Hi all,
I have gene expression for say 9 different samples, all the same age, for say 3 different tissues (see table below, I have three samples from hippocampus, three from cerebellum and three from blood). I want to put these into a PCA plot to see if the gene expression for similar tissues clumps together in the plot.
The problem is that I have overlapping, but not completely overlapping, gene sets between the samples.
So essentially I have a table like this (Hipp= hippocampus, Cer = Cerebellum, Bloo = Blood);
Hipp1 Hipp2 Hipp3 Cer1 Cer2 Cer3 Bloo1 Bloo2 Bloo3
Gene1 0.01 0.01 0.02 0.01 0.03 0.05 1.0 1.2 1.3
Gene2 - - - 0.1 0.2 0.3 1.2 1.4 1.5
Gene3 0.54 0.4 0.4 0.4 0.4 0.5 0.5 1.2 3.4
Gene4 1.2 1.3 4.4 1.3 3.4 3.1 - - -
Gene5 - - - - - - 0.3 0.3 0.2
So for example here, since hippocampus and cerebellum are both parts of the brain, and the blood is different, and all the samples are the same age, I want to know if the brain samples cluster together on a PCA plot more than say hippocampus and blood. But here, I don't have expression data for gene 2 for the hippocampus, and I don't have data for gene 4 for blood, or gene 5 I have no data for the brain.

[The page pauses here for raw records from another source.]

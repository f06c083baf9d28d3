//! Pedersen verifiable secret sharing.
//!
//! A [`Dealer`] shares a secret among a set of verifiers: it samples a secret
//! polynomial `f` with `f(0)` the secret and a blinding polynomial `g`,
//! publishes the coefficient commitments of both (`F_k = f_k·G` over the group
//! generator, `G_k = g_k·H` over a base derived from the participant set), and
//! seals the dual share `(f(i+1), g(i+1))` to each verifier's long-term key.
//!
//! Each [`Verifier`] opens its deal and checks it against the combined
//! Pedersen commitments `C_k = F_k + G_k`, answering with a signed `Approval`
//! or `Complaint` [`Response`]. The dealer answers complaints with a
//! [`Justification`] revealing the disputed share in clear; a justification
//! that still fails the check disqualifies the dealer.
//!
//! A deal is *certified* once at least `threshold` approvals are recorded, no
//! complaint is left standing, and every verifier has either responded or
//! been timed out.

use std::collections::BTreeMap;

use derive_getters::Getters;
use rand_core::{CryptoRng, RngCore};

use crate::{
    ecies,
    poly::{PriPoly, PriShare, PubPoly},
    serialization::{decode, encode, Header, SerializableElement},
    Ciphersuite, Element, Error, Group, Scalar, SigningKey, VerifyingKey,
};

pub(crate) const DEAL_DOMAIN: &[u8] = b"vss-deal";
pub(crate) const RESPONSE_DOMAIN: &[u8] = b"vss-response";
pub(crate) const JUSTIFICATION_DOMAIN: &[u8] = b"vss-justification";

/// The verdict of a verifier on a deal.
#[derive(Clone, Copy, Debug, PartialEq, Eq, serde::Serialize, serde::Deserialize)]
pub enum Status {
    /// The share did not open the dealer's commitments, or the verifier never
    /// responded before the timeout.
    Complaint,
    /// The share opened the dealer's commitments.
    Approval,
}
impl<C> DistKeyGenerator<C>
where
    C: Ciphersuite,
{
    fn with_secret<R: RngCore + CryptoRng>(
        signing_key: SigningKey<C>,
        participants: Vec<VerifyingKey<C>>,
        threshold: u32,
        secret: Scalar<C>,
        rng: &mut R,
    ) -> Result<Self, Error> {
        let public_key = VerifyingKey::from(&signing_key);
        let index = participants
            .iter()
            .position(|p| *p == public_key)
            .ok_or(Error::UnknownParticipant)? as u32;

        let dealer = vss::Dealer::new(
            signing_key,
            secret,
            participants.clone(),
            threshold,
            rng,
        )?;

        Ok(Self {
            signing_key,
            public_key,
            index,
            participants,
            threshold,
            dealer,
            verifiers: BTreeMap::new(),
        })
    }

    /// Create a participant contributing a fresh random secret to the
    /// distributed key.
    ///
    /// Fails with [`Error::UnknownParticipant`] if the key's public image is
    /// not in the participant list, or [`Error::InvalidThreshold`] if the
    /// threshold is out of range.
    pub fn new<R: RngCore + CryptoRng>(
        signing_key: SigningKey<C>,
        participants: Vec<VerifyingKey<C>>,
        threshold: u32,
        rng: &mut R,
    ) -> Result<Self, Error> {
        let secret = <<C::Group as Group>::Field>::random(rng);
        Self::with_secret(signing_key, participants, threshold, secret, rng)
    }

    /// Create a participant contributing a zero secret.
    ///
    /// A full run among such participants produces [`DistKeyShare`]s of the
    /// identity key, usable with [`DistKeyShare::renew`] to refresh the
    /// shares of an existing key without changing it.
    pub fn new_for_refresh<R: RngCore + CryptoRng>(
        signing_key: SigningKey<C>,
        participants: Vec<VerifyingKey<C>>,
        threshold: u32,
        rng: &mut R,
    ) -> Result<Self, Error> {
        let secret = <<C::Group as Group>::Field>::zero();
        Self::with_secret(signing_key, participants, threshold, secret, rng)
    }

    /// Produce the deals to send to every other participant, keyed by the
    /// recipient's index.
    ///
    /// This participant's own deal is processed in place and omitted from the
    /// map.
    ///
    /// # Panics
    ///
    /// If the own deal cannot be processed or gives a complaint. That is not
    /// a protocol fault of a remote peer but a local bug or misconfiguration,
    /// and the run cannot continue.
    pub fn deals<R: RngCore + CryptoRng>(
        &mut self,
        rng: &mut R,
    ) -> Result<BTreeMap<u32, Deal<C>>, Error> {
        let encrypted = self.dealer.encrypted_deals(rng)?;

        let mut deals = BTreeMap::new();
        for (i, deal) in encrypted.into_iter().enumerate() {
            let i = i as u32;
            let deal = Deal {
                header: Header::new(),
                index: self.index,
                deal,
            };

            if i == self.index {
                if self.verifiers.contains_key(&self.index) {
                    // Own deal already processed.
                    continue;
                }
                let response = match self.process_deal(&deal, rng) {
                    Ok(response) => response,
                    Err(e) => panic!("dkg: cannot process own deal: {e}"),
                };
                if response.response.status != vss::Status::Approval {
                    panic!("dkg: own deal gave a complaint");
                }
                continue;
            }

            deals.insert(i, deal);
        }
        Ok(deals)
    }

    /// Process a deal from the dealer at `deal.index`, producing the response
    /// to broadcast to all participants.
    ///
    /// Fails with [`Error::OutOfBounds`] if the dealer index is not in the
    /// participant list and [`Error::DuplicateDeal`] if a deal from that
    /// dealer was already processed.
    pub fn process_deal<R: RngCore + CryptoRng>(
        &mut self,
        deal: &Deal<C>,
        rng: &mut R,
    ) -> Result<Response<C>, Error> {
        let dealer_key = *self
            .participants
            .get(deal.index as usize)
            .ok_or(Error::OutOfBounds)?;

        if self.verifiers.contains_key(&deal.index) {
            return Err(Error::DuplicateDeal);
        }

        let mut verifier =
            vss::Verifier::new(self.signing_key, dealer_key, self.participants.clone())?;
        let response = verifier.process_encrypted_deal(&deal.deal, rng)?;

        // The dealer approves its own deal implicitly; it never broadcasts a
        // response for it.
        verifier.record_implicit_approval(deal.index);

        self.verifiers.insert(deal.index, verifier);

        Ok(Response {
            header: Header::new(),
            index: deal.index,
            response,
        })
    }

    /// Process a response from another participant about the deal of the
    /// dealer at `response.index`.
    ///
    /// If the response complains about this participant's own deal, the
    /// returned [`Justification`] reveals the disputed share and must be
    /// broadcast to all participants.
    ///
    /// Fails with [`Error::UnknownDealer`] if no deal from that dealer has
    /// been processed yet; the response must then be presented again after
    /// the deal.
    pub fn process_response<R: RngCore + CryptoRng>(
        &mut self,
        response: &Response<C>,
        rng: &mut R,
    ) -> Result<Option<Justification<C>>, Error> {
        let verifier = self
            .verifiers
            .get_mut(&response.index)
            .ok_or(Error::UnknownDealer)?;
        verifier.process_response(&response.response)?;

        if response.index != self.index {
            return Ok(None);
        }

        let justification = match self.dealer.process_response(&response.response, rng)? {
            Some(justification) => justification,
            None => return Ok(None),
        };

        // A justification for the own deal; feed it to the own verifier so
        // this participant's view stays consistent with the broadcast.
        let own = self
            .verifiers
            .get_mut(&self.index)
            .expect("own deal is processed before any response to it");
        own.process_justification(&justification)?;

        Ok(Some(Justification {
            header: Header::new(),
            index: self.index,
            justification,
        }))
    }

    /// Process a justification issued by the dealer at `justification.index`.
    ///
    /// Fails with [`Error::UnknownDealer`] if no deal from that dealer has
    /// been processed yet, and with [`Error::InvalidJustification`] naming
    /// the dealer if the revealed share still fails the commitment check, in
    /// which case the dealer is disqualified.
    pub fn process_justification(&mut self, justification: &Justification<C>) -> Result<(), Error> {
        let verifier = self
            .verifiers
            .get_mut(&justification.index)
            .ok_or(Error::UnknownDealer)?;
        verifier
            .process_justification(&justification.justification)
            .map_err(|e| match e {
                Error::InvalidJustification { .. } => Error::InvalidJustification {
                    culprit: Some(justification.index),
                },
                e => e,
            })
    }

    /// Force a verdict for every verifier that has not responded, making
    /// certification decidable once the caller decides no more messages will
    /// arrive.
    pub fn set_timeout(&mut self) {
        for verifier in self.verifiers.values_mut() {
            verifier.set_timeout();
        }
        self.dealer.set_timeout();
    }

    /// The qualified set: indices of dealers whose deals are certified, in
    /// ascending order.
    pub fn qual(&self) -> Vec<u32> {
        self.verifiers
            .iter()
            .filter(|(_, v)| v.deal_certified())
            .map(|(i, _)| *i)
            .collect()
    }

    /// Whether the distributed key is certified.
    ///
    /// This enforces the strict policy: every single participant must be
    /// qualified. Use [`qual`] to inspect the qualified set when diagnosing
    /// an uncertified run.
    ///
    /// [`qual`]: DistKeyGenerator::qual
    pub fn certified(&self) -> bool {
        self.qual().len() == self.participants.len()
    }

    /// Compute this participant's share of the distributed key.
    ///
    /// Fails with [`Error::NotCertified`] until [`certified`] holds.
    ///
    /// [`certified`]: DistKeyGenerator::certified
    pub fn dist_key_share(&self) -> Result<DistKeyShare<C>, Error> {
        if !self.certified() {
            return Err(Error::NotCertified);
        }

        let mut share_value = <<C::Group as Group>::Field>::zero();
        let mut public_poly: Option<PubPoly<C>> = None;

        for verifier in self.verifiers.values().filter(|v| v.deal_certified()) {
            let deal = verifier.deal().ok_or(Error::NotCertified)?;

            // Share of the distributed secret: sum of all received shares.
            share_value = share_value + deal.sec_share().value();

            // Public polynomial of the distributed key: sum of all dealers'
            // secret-polynomial commitments.
            let poly = PubPoly::new(<C::Group>::generator(), deal.commitments());
            public_poly = Some(match public_poly {
                None => poly,
                Some(acc) => acc.add(&poly)?,
            });
        }

        let public_poly = public_poly.ok_or(Error::NotCertified)?;

        Ok(DistKeyShare {
            header: Header::new(),
            commits: public_poly
                .commitments()
                .into_iter()
                .map(SerializableElement)
                .collect(),
            share: PriShare::new(self.index, share_value),
            private_poly: self
                .dealer
                .private_poly()
                .coefficients()
                .into_iter()
                .map(SerializableScalar)
                .collect(),
        })
    }

    /// This participant's index in the participant list.
    pub fn index(&self) -> u32 {
        self.index
    }

    /// The participant list.
    pub fn participants(&self) -> &[VerifyingKey<C>] {
        &self.participants
    }

    /// The sharing threshold.
    pub fn threshold(&self) -> u32 {
        self.threshold
    }

    /// This participant's long-term verifying key.
    pub fn public_key(&self) -> VerifyingKey<C> {
        self.public_key
    }
}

So I'm wondering if there is a package where I can read in the above table, and it will give me back a PCA plot of the genes, considering that there is some missing data. I do not have the option to remove genes with some missing data, because in reality, I have >10,000 samples and 20,000 genes, so there is at least one missing value for all the genes (obviously, I will consider filtering the genes with almost exclusively missing data).
I'm sorry that I have no code to show, I don't know where to start/what package to use so this is just a thought experiment at the minut, will post the code if I can get something working.
Since numbers are read counts, why not go with missing == 0 counts?
The numbers are log2 transformed microarray data (actually in this example I just want to show people what I mean so the numbers are made up), but I can't set them to 0, since maybe there is a high expression for that gene, I just don't have the info for it?
So I suppose I'm wondering if there's a PCA package in either python or R, where I can read in the above table, and then there's a parameter that says something like "set missing data to NA"", and then before inputting my table into the package, I would just change all the "-" to NA.
I appreciate the help, but maybe the answer is not as trivial as I thought, i've just found this, so maybe using PCA with explicitly defined missing data is not possible, and I have to somehow impute the data.
Missing data is not an issue specific to PCA. However, the Bioconductor package pcaMethods implements various algorithms to deal with missing data.
Wait, how did you get the data then?
because it's a combination of a couple of three different data sets (i.e. two brain parts and blood) that are comparable. Thank you for the help, I appreciate it.
But if the RNA-seq (I suppose) was performed in all three tissues then a highly expressed gene would be picked up, no?